Fact: There Is No Industry Standard for SASE Solutions
Although many of today’s SASE solutions share similar capabilities, there is not yet an industry standard. However, there are some services common to all SASE solutions: a secure web gateway for deep inspection of web and encrypted web traffic, a cloud access security broker to ensure protected access to cloud-based applications, a zero-trust network to access Infrastructure as a Service and Platform as a Service and hosted on-premises resources, Firewall as a Service to secure web and nonweb traffic, and SD-WAN to securely connect users to applications.
Fallacy: It’s Easy to Build a SASE Solution from Individual Products
The architecture underlying SASE is vitally important. When individual products are used as the foundation for a single-tenant SASE, the result is difficult to scale. Because nonintegrated products are employed, the user experience is not consistent, thus failing to achieve one of the primary purposes of SASE. To provide all the benefits of SASE, look for a distributed offering that supports multitenancy. This will enable global and dynamic scalability based on demand.

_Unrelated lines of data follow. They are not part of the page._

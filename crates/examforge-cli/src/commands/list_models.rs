//! The `examforge list-models` command.

use std::path::Path;

use anyhow::Result;
use comfy_table::{Cell, Table};
use serde::Serialize;

use examforge_core::resolver::normalize_model_id;
use examforge_providers::{create_backend, load_config_from};

use super::print_json;

#[derive(Serialize)]
struct ListedModel {
    id: String,
    supports_generation: bool,
    modality: String,
    usable: bool,
}

pub async fn execute(config_path: Option<&Path>, json: bool) -> Result<()> {
    let config = load_config_from(config_path)?;
    let backend = create_backend(&config)?;
    let listing = backend.list_models().await?;
    let usable = examforge_core::resolver::usable_models(&listing);

    let models: Vec<ListedModel> = listing
        .iter()
        .map(|m| {
            let id = normalize_model_id(&m.id).to_string();
            ListedModel {
                usable: usable.contains(&id),
                id,
                supports_generation: m.supports_generation,
                modality: format!("{:?}", m.modality).to_lowercase(),
            }
        })
        .collect();

    if json {
        return print_json(&models);
    }
    if models.is_empty() {
        println!("Backend {} reported no models.", backend.name());
        return Ok(());
    }

    println!("Backend: {}", backend.name());
    let mut table = Table::new();
    table.set_header(vec!["Model", "Generation", "Modality", "Usable"]);
    for model in &models {
        table.add_row(vec![
            Cell::new(&model.id),
            Cell::new(if model.supports_generation { "yes" } else { "no" }),
            Cell::new(&model.modality),
            Cell::new(if model.usable { "yes" } else { "-" }),
        ]);
    }
    println!("{table}");
    Ok(())
}
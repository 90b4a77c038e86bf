//! Database access layer.
//!
//! This module provides:
//! - The `SqlExecutor` seam and its pooled SQL Server implementation
//! - Named-parameter rewriting and driver type mapping
//! - Catalog introspection, generated CRUD statements and procedure calls
//! - A scripted executor for tests (`test-util` feature)

pub mod crud;
#[cfg(any(test, feature = "test-util"))]
pub mod mock;
pub mod params;
pub mod pool;
pub mod procedure;
pub mod provider;
pub mod schema;
pub mod types;

pub use crud::{CrudOperations, InsertOutcome, QueryPage};
#[cfg(any(test, feature = "test-util"))]
pub use mock::{CallKind, MockExecutor, MockReply, RecordedCall};
pub use pool::ConnectionManager;
pub use procedure::{ProcedureInfo, ProcedureOutcome, ProcedureRunner};
pub use provider::{SqlExecutor, SqlStatement};
pub use schema::SchemaIntrospector;
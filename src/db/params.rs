//! Parameter handling for SQL Server statements.
//!
//! Callers write `@name` placeholders and pass values in a JSON object. The
//! driver only understands positional `@P1..@Pn`, so [`rewrite_named`]
//! renumbers the placeholders and orders the values to match.

use crate::error::{DbError, DbResult};
use crate::models::QueryParam;
use serde_json::{Map, Value as JsonValue};
use std::collections::HashMap;

/// Output of [`rewrite_named`].
#[derive(Debug, Clone, PartialEq)]
pub struct RewrittenSql {
    pub sql: String,
    /// Values in placeholder order, starting at `@P{start_index}`
    pub params: Vec<QueryParam>,
}

/// Rewrite `@name` placeholders into positional `@Pn` ones.
///
/// Names are matched case-insensitively against `values`; a name used more
/// than once keeps its first index. Placeholders with no supplied value are
/// left untouched (they may be local variables), as are `@@globals` and
/// anything inside string literals, quoted identifiers or comments. A supplied
/// value that the SQL never references is rejected.
pub fn rewrite_named(
    sql: &str,
    values: &Map<String, JsonValue>,
    start_index: usize,
) -> DbResult<RewrittenSql> {
    rewrite(sql, values, start_index, false)
}

/// Like [`rewrite_named`], but every `@name` must have a supplied value.
///
/// Used for WHERE fragments, which cannot declare local variables, so an
/// unknown name could only resolve to one of the generated `@Pn` slots.
pub fn rewrite_named_strict(
    sql: &str,
    values: &Map<String, JsonValue>,
    start_index: usize,
) -> DbResult<RewrittenSql> {
    rewrite(sql, values, start_index, true)
}

fn rewrite(
    sql: &str,
    values: &Map<String, JsonValue>,
    start_index: usize,
    strict: bool,
) -> DbResult<RewrittenSql> {
    let lookup: HashMap<String, (&str, &JsonValue)> = values
        .iter()
        .map(|(k, v)| (normalize_name(k), (k.as_str(), v)))
        .collect();
    if lookup.len() != values.len() {
        return Err(DbError::validation(
            "parameter names must be unique ignoring case",
        ));
    }

    let chars: Vec<char> = sql.chars().collect();
    let mut out = String::with_capacity(sql.len() + 8);
    let mut assigned: HashMap<String, usize> = HashMap::new();
    let mut params = Vec::new();
    let mut i = 0;

    while i < chars.len() {
        let c = chars[i];
        match c {
            '\'' | '"' | '[' => {
                let close = if c == '[' { ']' } else { c };
                let end = skip_quoted(&chars, i, close);
                out.extend(&chars[i..end]);
                i = end;
            }
            '-' if chars.get(i + 1) == Some(&'-') => {
                let end = chars[i..]
                    .iter()
                    .position(|&ch| ch == '\n')
                    .map_or(chars.len(), |p| i + p);
                out.extend(&chars[i..end]);
                i = end;
            }
            '/' if chars.get(i + 1) == Some(&'*') => {
                let end = find_block_comment_end(&chars, i + 2);
                out.extend(&chars[i..end]);
                i = end;
            }
            '@' if chars.get(i + 1) == Some(&'@') => {
                let end = i + 2 + ident_len(&chars[i + 2..]);
                out.extend(&chars[i..end]);
                i = end;
            }
            '@' => {
                let len = ident_len(&chars[i + 1..]);
                if len == 0 {
                    out.push(c);
                    i += 1;
                    continue;
                }
                let name: String = chars[i + 1..i + 1 + len].iter().collect();
                let key = normalize_name(&name);
                match lookup.get(&key) {
                    Some((_, value)) => {
                        let index = match assigned.get(&key) {
                            Some(idx) => *idx,
                            None => {
                                let idx = start_index + params.len();
                                params.push(QueryParam::from(*value));
                                assigned.insert(key, idx);
                                idx
                            }
                        };
                        out.push_str(&format!("@P{index}"));
                    }
                    None if strict => {
                        return Err(DbError::validation(format!(
                            "@{name} is referenced but no value was supplied for it"
                        )));
                    }
                    None => {
                        out.push('@');
                        out.push_str(&name);
                    }
                }
                i += 1 + len;
            }
            _ => {
                out.push(c);
                i += 1;
            }
        }
    }

    let mut unused: Vec<&str> = lookup
        .iter()
        .filter(|(key, _)| !assigned.contains_key(*key))
        .map(|(_, (original, _))| *original)
        .collect();
    if !unused.is_empty() {
        unused.sort_unstable();
        return Err(DbError::validation(format!(
            "parameters not referenced in SQL: {}",
            unused.join(", ")
        )));
    }

    Ok(RewrittenSql { sql: out, params })
}

/// Convert a JSON array of positional values, for SQL already written with `@P1..`.
pub fn positional(values: &[JsonValue]) -> Vec<QueryParam> {
    values.iter().map(QueryParam::from).collect()
}

/// Strip a leading `@` and lowercase, so `@Id`, `id` and `ID` collide.
pub fn normalize_name(name: &str) -> String {
    name.trim().trim_start_matches('@').to_lowercase()
}

/// Bind a parameter to a tiberius query.
pub(crate) fn bind_param<'a>(query: &mut tiberius::Query<'a>, param: &'a QueryParam) {
    match param {
        QueryParam::Null => query.bind(Option::<&str>::None),
        QueryParam::Bool(v) => query.bind(*v),
        QueryParam::Int(v) => query.bind(*v),
        QueryParam::Float(v) => query.bind(*v),
        QueryParam::String(v) => query.bind(v.as_str()),
    }
}

fn is_ident_char(c: char) -> bool {
    c.is_alphanumeric() || c == '_' || c == '$' || c == '#'
}

fn ident_len(chars: &[char]) -> usize {
    chars.iter().take_while(|c| is_ident_char(**c)).count()
}

/// Index just past the closing quote. Doubled quotes are escapes.
fn skip_quoted(chars: &[char], start: usize, close: char) -> usize {
    let mut i = start + 1;
    while i < chars.len() {
        if chars[i] == close {
            if chars.get(i + 1) == Some(&close) {
                i += 2;
                continue;
            }
            return i + 1;
        }
        i += 1;
    }
    chars.len()
}

fn find_block_comment_end(chars: &[char], from: usize) -> usize {
    let mut i = from;
    while i + 1 < chars.len() {
        if chars[i] == '*' && chars[i + 1] == '/' {
            return i + 2;
        }
        i += 1;
    }
    chars.len()
}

Services should be integrated from a single vendor and should enforce effective security and threat prevention. While today such services are often provided by multiple vendors, according to Gartner, the trend is to acquire these capabilities from the same vendor: By 2023, 20 percent of enterprises are expected to do so, leading to true SASE.
Fact: SASE Is Key to Simplifying Cloud Migrations
Because it is focused on the data rather than the data center, SASE can simplify how organizations connect to and secure traffic in the cloud.
SASE consolidates services into a single platform that covers users, devices, clouds, campuses, branches and more. It can streamline the deployment, configuration and integration of technologies, as well as policy management and incident response across the organization. This leads to reduced complexity, as the IT infrastructure is simplified by minimizing the number of products that must be managed.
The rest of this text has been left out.